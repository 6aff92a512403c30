use axum::{
    extract::State,
    http::HeaderMap,
    routing::post,
    Json, Router,
};

use crate::controllers::maintenance_controller::MaintenanceController;
use crate::dto::contract_dto::PurgeRequest;
use crate::routes::actor_from_headers;
use crate::services::sweeper::{PurgeReport, SweepReport};
use crate::state::AppState;
use crate::utils::errors::AppError;

pub fn create_maintenance_router() -> Router<AppState> {
    Router::new()
        .route("/sweep", post(run_sweep))
        .route("/purge", post(run_purge))
}

async fn run_sweep(
    State(state): State<AppState>,
    headers: HeaderMap,
) -> Result<Json<SweepReport>, AppError> {
    let actor = actor_from_headers(&headers)?;
    let controller =
        MaintenanceController::new(state.sweeper.clone(), state.config.retention_days);
    Ok(Json(controller.run_sweep(actor).await?))
}

async fn run_purge(
    State(state): State<AppState>,
    headers: HeaderMap,
    body: Option<Json<PurgeRequest>>,
) -> Result<Json<PurgeReport>, AppError> {
    let actor = actor_from_headers(&headers)?;
    // sin body se usa la ventana de retención configurada
    let retention_days = body.and_then(|Json(request)| request.retention_days);
    let controller =
        MaintenanceController::new(state.sweeper.clone(), state.config.retention_days);
    Ok(Json(controller.run_purge(actor, retention_days).await?))
}
pub mod assignment;
pub mod client;
pub mod contract;
pub mod driver;
pub mod vehicle;

pub use assignment::Assignment;
pub use client::Client;
pub use contract::{ContractStatus, RentalContract};
pub use driver::{Driver, DriverStatus};
pub use vehicle::{Vehicle, VehicleStatus};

▶ **HOW TO COMPLETE THIS TASK**:
The lines above from the one containing "Router::new()" through the one containing "pub use client::Client;" are to be set down exactly, and no others.

▶ **RESULT FOR THIS TASK**:
    Router::new()
        .route("/sweep", post(run_sweep))
        .route("/purge", post(run_purge))
}

async fn run_sweep(
    State(state): State<AppState>,
    headers: HeaderMap,
) -> Result<Json<SweepReport>, AppError> {
    let actor = actor_from_headers(&headers)?;
    let controller =
        MaintenanceController::new(state.sweeper.clone(), state.config.retention_days);
    Ok(Json(controller.run_sweep(actor).await?))
}

async fn run_purge(
    State(state): State<AppState>,
    headers: HeaderMap,
    body: Option<Json<PurgeRequest>>,
) -> Result<Json<PurgeReport>, AppError> {
    let actor = actor_from_headers(&headers)?;
    // sin body se usa la ventana de retención configurada
    let retention_days = body.and_then(|Json(request)| request.retention_days);
    let controller =
        MaintenanceController::new(state.sweeper.clone(), state.config.retention_days);
    Ok(Json(controller.run_purge(actor, retention_days).await?))
}
pub mod assignment;
pub mod client;
pub mod contract;
pub mod driver;
pub mod vehicle;

pub use assignment::Assignment;
pub use client::Client;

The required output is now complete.